No me lo imaginaba tan hermoso!

A mão tremia ao tocá-lo, fazia-o com toque de penugem, examinava-o à lente para descobrir imperfeições que não haviam, só saúde, beleza e fome, fome de leite e de carinho: legítima fome de gente.


- Deixe estar Conchita! Nosso menino veio sem reparos,
agora é meter-lhe todo o leite que queira e depois limpá-lo
do mau perfume dos seus efeitos.

Estava entregue ao mundo a encomenda. Veio conforme o pedido, sem defeitos ou escoriações. Venceu, o menino, a primeira jornada de riscos de uma natureza que, às vezes, prega peças e entrega bebês incompletos. O nosso, como vencedor, teria que se chamar Victor e assim ficou como primeiro nome, depois lhe penduramos um bico, um chocalho e um sobrenome: Lupiañez da Cunha, para que o cartório lhe enfiasse completo no livro dos cidadãos. Está lá, à espera de que outros meninos venham repetir-lhe o sobrenome.
Foi esse o capítulo primeiro da história de uma vida começada com a alegria de um nascimento. Fazer meninos e nascê-los é fácil, conduzi-los pelos caminhos certos da vida é caminhar de joelhos numa estrada de pedrinhas, começam raros seixos rolados e terminam numerosas e pontiagudas. Não se sabe se é melhor tê-los e sofrê-los ou esconder-se da cegonha. Nessa arena o destino é mestre em desmoralizar os sonhos paternos, mais por culpa destes por agigantarem expectativas quase sempre cevadas pelo amor. O amor quando não é cego tem olhos feridos, vê sempre a parte sadia de tudo. Há filhos adoráveis que bendizem o nascimento e outros que são simplesmente filhos e destes não falo e não digo. Digam os outros dos seus maus filhos.

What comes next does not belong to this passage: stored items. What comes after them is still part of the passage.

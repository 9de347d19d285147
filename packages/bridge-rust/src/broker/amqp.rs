//! AMQP 0-9-1 backend built on `lapin`.
//!
//! Each [`AmqpBroker`] owns one connection and one channel in publisher
//! confirm mode, so `publish` resolves only once the broker has taken
//! responsibility for the message.

use std::sync::Arc;

use async_trait::async_trait;
use courier_core::{CorrelationId, MessageProperties};
use futures_util::StreamExt;
use lapin::options::{
    BasicAckOptions, BasicConsumeOptions, BasicPublishOptions, BasicQosOptions,
    ConfirmSelectOptions, QueueDeclareOptions,
};
use lapin::types::FieldTable;
use lapin::{BasicProperties, Channel, Connection, ConnectionProperties};
use tracing::debug;

use super::{Broker, ConsumeOptions, DeclaredQueue, Delivery, DeliveryStream, QueueOptions};
use super::Connector;
use crate::error::BrokerError;

/// AMQP `delivery_mode` value asking the broker to persist the message.
const PERSISTENT_DELIVERY_MODE: u8 = 2;

// ---------------------------------------------------------------------------
// AmqpConnector
// ---------------------------------------------------------------------------

/// Connects to an AMQP broker at a fixed URL.
#[derive(Debug, Clone)]
pub struct AmqpConnector {
    url: String,
}

impl AmqpConnector {
    #[must_use]
    pub fn new(url: impl Into<String>) -> Self {
        Self { url: url.into() }
    }
}

#[async_trait]
impl Connector for AmqpConnector {
    async fn connect(&self) -> Result<Arc<dyn Broker>, BrokerError> {
        let connection = Connection::connect(&self.url, ConnectionProperties::default()).await?;
        let channel = connection.create_channel().await?;
        channel
            .confirm_select(ConfirmSelectOptions::default())
            .await?;
        debug!(endpoint = %self.endpoint(), channel_id = channel.id(), "AMQP channel opened");
        Ok(Arc::new(AmqpBroker {
            connection,
            channel,
        }))
    }

    fn endpoint(&self) -> String {
        redact_credentials(&self.url)
    }
}

/// Strips the `user:password@` part of a URL.
fn redact_credentials(url: &str) -> String {
    match url.split_once("://") {
        Some((scheme, rest)) => match rest.rsplit_once('@') {
            Some((_, host)) => format!("{scheme}://***@{host}"),
            None => url.to_string(),
        },
        None => url.to_string(),
    }
}

// ---------------------------------------------------------------------------
// AmqpBroker
// ---------------------------------------------------------------------------

/// One AMQP connection with a single confirm-mode channel.
pub struct AmqpBroker {
    connection: Connection,
    channel: Channel,
}

impl AmqpBroker {
    fn properties(properties: &MessageProperties) -> BasicProperties {
        let mut props = BasicProperties::default();
        if let Some(id) = &properties.correlation_id {
            props = props.with_correlation_id(id.as_str().into());
        }
        if let Some(reply_to) = &properties.reply_to {
            props = props.with_reply_to(reply_to.as_str().into());
        }
        if properties.persistent {
            props = props.with_delivery_mode(PERSISTENT_DELIVERY_MODE);
        }
        props
    }

    fn delivery(delivery: lapin::message::Delivery) -> Delivery {
        let properties = MessageProperties {
            correlation_id: delivery
                .properties
                .correlation_id()
                .as_ref()
                .map(|id| CorrelationId::from(id.as_str())),
            reply_to: delivery
                .properties
                .reply_to()
                .as_ref()
                .map(|q| q.as_str().to_string()),
            persistent: *delivery.properties.delivery_mode() == Some(PERSISTENT_DELIVERY_MODE),
        };
        Delivery {
            delivery_tag: delivery.delivery_tag,
            body: delivery.data,
            properties,
        }
    }
}

#[async_trait]
impl Broker for AmqpBroker {
    async fn declare_queue(
        &self,
        name: &str,
        options: QueueOptions,
    ) -> Result<DeclaredQueue, BrokerError> {
        let queue = self
            .channel
            .queue_declare(
                name,
                QueueDeclareOptions {
                    durable: options.durable,
                    exclusive: options.exclusive,
                    auto_delete: options.auto_delete,
                    ..QueueDeclareOptions::default()
                },
                FieldTable::default(),
            )
            .await?;
        Ok(DeclaredQueue {
            name: queue.name().as_str().to_string(),
            message_count: queue.message_count(),
        })
    }

    async fn publish(
        &self,
        queue: &str,
        body: &[u8],
        properties: &MessageProperties,
    ) -> Result<(), BrokerError> {
        let confirm = self
            .channel
            .basic_publish(
                "",
                queue,
                BasicPublishOptions::default(),
                body,
                Self::properties(properties),
            )
            .await?
            .await?;
        if confirm.is_nack() {
            return Err(BrokerError::Nacked {
                queue: queue.to_string(),
            });
        }
        Ok(())
    }

    async fn consume(
        &self,
        queue: &str,
        options: ConsumeOptions,
    ) -> Result<DeliveryStream, BrokerError> {
        if let (false, Some(prefetch)) = (options.no_ack, options.prefetch) {
            self.channel
                .basic_qos(prefetch, BasicQosOptions::default())
                .await?;
        }
        let consumer_tag = format!("courier-{}", uuid::Uuid::new_v4().simple());
        let consumer = self
            .channel
            .basic_consume(
                queue,
                &consumer_tag,
                BasicConsumeOptions {
                    no_ack: options.no_ack,
                    ..BasicConsumeOptions::default()
                },
                FieldTable::default(),
            )
            .await?;
        Ok(consumer
            .map(|item| item.map(Self::delivery).map_err(BrokerError::from))
            .boxed())
    }

    async fn ack(&self, delivery_tag: u64) -> Result<(), BrokerError> {
        self.channel
            .basic_ack(delivery_tag, BasicAckOptions::default())
            .await?;
        Ok(())
    }

    async fn message_count(&self, queue: &str) -> Result<u32, BrokerError> {
        let queue = self
            .channel
            .queue_declare(
                queue,
                QueueDeclareOptions {
                    passive: true,
                    ..QueueDeclareOptions::default()
                },
                FieldTable::default(),
            )
            .await?;
        Ok(queue.message_count())
    }

    fn is_open(&self) -> bool {
        self.connection.status().connected() && self.channel.status().connected()
    }
}
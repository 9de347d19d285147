//! Tracing subscriber and Prometheus exporter setup for binaries.

use std::net::SocketAddr;

use anyhow::Context as _;
use metrics_exporter_prometheus::PrometheusBuilder;
use tracing::info;
use tracing_subscriber::layer::SubscriberExt;
use tracing_subscriber::util::SubscriberInitExt;
use tracing_subscriber::{fmt, EnvFilter};

// Metric names recorded by the bridge.

/// Dispatches handled by a server (counter, labels: action, outcome).
pub const DISPATCH_TOTAL: &str = "courier_dispatch_total";
/// Handler run time (histogram, labels: action).
pub const DISPATCH_DURATION_SECONDS: &str = "courier_dispatch_duration_seconds";
/// Completed publisher calls (counter, labels: queue, outcome).
pub const RPC_CALLS_TOTAL: &str = "courier_rpc_calls_total";
/// Failed broker connection attempts (counter).
pub const BROKER_CONNECT_FAILURES_TOTAL: &str = "courier_broker_connect_failures_total";

/// Installs the global `tracing` subscriber.
///
/// The filter comes from `RUST_LOG` and defaults to `info`. With `json` set,
/// events are written as one JSON object per line.
///
/// # Errors
///
/// Returns an error if a global subscriber is already installed.
pub fn init_tracing(json: bool) -> anyhow::Result<()> {
    let filter = EnvFilter::try_from_default_env().unwrap_or_else(|_| EnvFilter::new("info"));
    let registry = tracing_subscriber::registry().with(filter);

    if json {
        registry
            .with(fmt::layer().json().with_writer(std::io::stderr))
            .try_init()
    } else {
        registry
            .with(fmt::layer().with_writer(std::io::stderr))
            .try_init()
    }
    .context("failed to install tracing subscriber")
}

/// Installs the Prometheus recorder and serves `/metrics` on `addr`.
///
/// Must be called from within a Tokio runtime.
///
/// # Errors
///
/// Returns an error if a recorder is already installed or the listener
/// cannot be bound.
pub fn install_metrics_exporter(addr: SocketAddr) -> anyhow::Result<()> {
    PrometheusBuilder::new()
        .with_http_listener(addr)
        .install()
        .context("failed to install prometheus exporter")?;
    info!(%addr, "prometheus exporter listening");
    Ok(())
}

Tal sucedeu, meu querido primogênito, hoje é dia do seu aniversário, da sua estreia nesse mundo que, feito para ser adorável, não o é tanto assim por culpa dos vivos - aos mortos não adianta mais imputá-los. Melhore o mundo fazendo da vida que lhe demos a melhor para si e para os outros.
Essa lembrança comovida aplica-se aos meus Henrique, Diego e Julia que produziram em mim o mesmo deslumbrante efeito, e se não estão aqui nomeados é pelo ataque de modéstia que me acomete justamente agora ao concluir o texto. Vocês foram igualmente formosos e tinham os mesmos atributos de homens, exceto Julinha que o ciúme de pai não me permite descrevê-la despida. Ela não foi rosada como os outros, puxou a morenice do pai e da avó, mas foi e continua sendo a morena rosa da família.
Atenção marmanjos: Essa Júlia, morena flor, não leva placa de proibida, mas não se atrevam a arrancá-la desta casa!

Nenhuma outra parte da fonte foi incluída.